START Dataset content
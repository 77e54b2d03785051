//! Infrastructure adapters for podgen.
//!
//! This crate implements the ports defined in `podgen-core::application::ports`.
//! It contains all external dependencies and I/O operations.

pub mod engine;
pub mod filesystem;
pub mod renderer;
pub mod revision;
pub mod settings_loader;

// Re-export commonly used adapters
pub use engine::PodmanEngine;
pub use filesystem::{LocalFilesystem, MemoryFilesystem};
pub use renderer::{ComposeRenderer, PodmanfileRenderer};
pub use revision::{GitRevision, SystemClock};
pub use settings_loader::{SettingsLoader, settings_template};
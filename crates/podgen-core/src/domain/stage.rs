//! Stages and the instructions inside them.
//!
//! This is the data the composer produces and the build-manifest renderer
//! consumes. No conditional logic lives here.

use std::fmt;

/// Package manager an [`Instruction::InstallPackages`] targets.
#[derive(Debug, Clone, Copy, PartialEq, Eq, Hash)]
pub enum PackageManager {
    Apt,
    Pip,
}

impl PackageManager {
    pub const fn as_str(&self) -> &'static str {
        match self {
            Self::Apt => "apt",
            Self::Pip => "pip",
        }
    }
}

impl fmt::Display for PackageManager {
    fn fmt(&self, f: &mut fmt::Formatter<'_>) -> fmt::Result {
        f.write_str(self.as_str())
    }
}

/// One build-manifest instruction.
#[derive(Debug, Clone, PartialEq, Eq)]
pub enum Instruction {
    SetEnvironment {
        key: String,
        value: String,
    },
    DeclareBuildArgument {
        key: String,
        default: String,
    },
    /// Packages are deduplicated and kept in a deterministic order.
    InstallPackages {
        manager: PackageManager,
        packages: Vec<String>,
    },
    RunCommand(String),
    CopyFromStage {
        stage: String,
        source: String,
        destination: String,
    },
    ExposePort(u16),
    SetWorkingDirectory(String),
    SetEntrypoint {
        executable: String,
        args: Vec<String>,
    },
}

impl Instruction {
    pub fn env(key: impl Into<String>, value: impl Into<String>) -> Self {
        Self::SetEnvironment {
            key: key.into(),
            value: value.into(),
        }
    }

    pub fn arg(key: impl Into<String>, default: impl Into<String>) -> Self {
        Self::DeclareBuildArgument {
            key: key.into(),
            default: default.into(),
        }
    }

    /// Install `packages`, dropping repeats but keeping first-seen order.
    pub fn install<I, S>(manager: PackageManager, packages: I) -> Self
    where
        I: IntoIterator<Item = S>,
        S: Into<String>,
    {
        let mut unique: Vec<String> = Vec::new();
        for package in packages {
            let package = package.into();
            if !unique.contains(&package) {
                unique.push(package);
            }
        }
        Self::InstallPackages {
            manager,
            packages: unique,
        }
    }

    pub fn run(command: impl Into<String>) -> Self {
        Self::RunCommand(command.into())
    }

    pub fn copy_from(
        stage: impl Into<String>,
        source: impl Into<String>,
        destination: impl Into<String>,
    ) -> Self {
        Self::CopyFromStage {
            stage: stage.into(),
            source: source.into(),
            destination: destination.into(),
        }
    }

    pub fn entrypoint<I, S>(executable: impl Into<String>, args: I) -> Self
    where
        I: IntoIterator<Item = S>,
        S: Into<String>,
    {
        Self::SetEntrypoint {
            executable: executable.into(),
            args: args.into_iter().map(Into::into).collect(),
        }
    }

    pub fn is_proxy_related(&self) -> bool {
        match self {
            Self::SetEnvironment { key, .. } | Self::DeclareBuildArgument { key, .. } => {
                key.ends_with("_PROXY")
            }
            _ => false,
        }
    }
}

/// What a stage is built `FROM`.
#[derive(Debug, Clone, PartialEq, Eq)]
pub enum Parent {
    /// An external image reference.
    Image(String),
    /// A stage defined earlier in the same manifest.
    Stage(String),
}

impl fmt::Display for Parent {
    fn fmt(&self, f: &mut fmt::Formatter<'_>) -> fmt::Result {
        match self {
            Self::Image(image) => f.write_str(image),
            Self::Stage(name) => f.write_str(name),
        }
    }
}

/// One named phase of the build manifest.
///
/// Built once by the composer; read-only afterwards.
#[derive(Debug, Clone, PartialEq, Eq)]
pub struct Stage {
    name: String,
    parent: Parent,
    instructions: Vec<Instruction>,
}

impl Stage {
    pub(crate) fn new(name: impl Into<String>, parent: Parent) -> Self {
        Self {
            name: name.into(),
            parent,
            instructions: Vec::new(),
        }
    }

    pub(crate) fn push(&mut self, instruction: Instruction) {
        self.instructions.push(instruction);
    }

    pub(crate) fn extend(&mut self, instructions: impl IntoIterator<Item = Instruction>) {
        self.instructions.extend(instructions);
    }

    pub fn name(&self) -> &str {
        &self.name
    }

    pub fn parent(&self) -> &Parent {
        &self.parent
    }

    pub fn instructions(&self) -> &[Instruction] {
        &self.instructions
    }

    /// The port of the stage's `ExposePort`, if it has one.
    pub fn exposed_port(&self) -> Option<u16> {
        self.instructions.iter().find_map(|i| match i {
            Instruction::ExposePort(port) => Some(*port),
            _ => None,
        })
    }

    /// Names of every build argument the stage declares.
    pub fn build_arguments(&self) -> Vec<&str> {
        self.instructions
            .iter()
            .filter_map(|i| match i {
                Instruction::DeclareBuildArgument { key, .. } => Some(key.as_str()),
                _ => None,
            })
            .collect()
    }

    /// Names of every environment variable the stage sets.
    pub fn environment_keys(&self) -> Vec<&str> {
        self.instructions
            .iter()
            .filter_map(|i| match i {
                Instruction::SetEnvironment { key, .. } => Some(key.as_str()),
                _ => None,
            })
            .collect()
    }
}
END Dataset content
START Dataset content
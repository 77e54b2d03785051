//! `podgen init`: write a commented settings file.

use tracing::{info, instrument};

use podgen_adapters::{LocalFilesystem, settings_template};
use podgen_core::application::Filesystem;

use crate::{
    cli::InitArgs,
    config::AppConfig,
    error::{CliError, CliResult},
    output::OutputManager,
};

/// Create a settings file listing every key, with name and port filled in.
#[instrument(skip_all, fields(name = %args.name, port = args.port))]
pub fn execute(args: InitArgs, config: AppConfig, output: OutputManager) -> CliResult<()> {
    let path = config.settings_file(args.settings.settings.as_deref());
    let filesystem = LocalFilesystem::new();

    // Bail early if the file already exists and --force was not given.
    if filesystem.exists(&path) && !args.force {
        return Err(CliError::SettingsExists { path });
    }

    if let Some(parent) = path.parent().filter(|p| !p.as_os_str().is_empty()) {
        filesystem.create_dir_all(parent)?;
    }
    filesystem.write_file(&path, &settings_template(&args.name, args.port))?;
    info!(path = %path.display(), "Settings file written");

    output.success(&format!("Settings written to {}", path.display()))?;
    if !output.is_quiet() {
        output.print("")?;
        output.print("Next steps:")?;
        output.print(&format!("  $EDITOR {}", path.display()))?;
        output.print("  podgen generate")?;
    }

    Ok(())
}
END Dataset content
• **Your instructions**
Whenever the string "extend" occurs in a line of the entries above, copy that line.

• **Response below**
    pub(crate) fn extend(&mut self, instructions: impl IntoIterator<Item = Instruction>) {
        self.instructions.extend(instructions);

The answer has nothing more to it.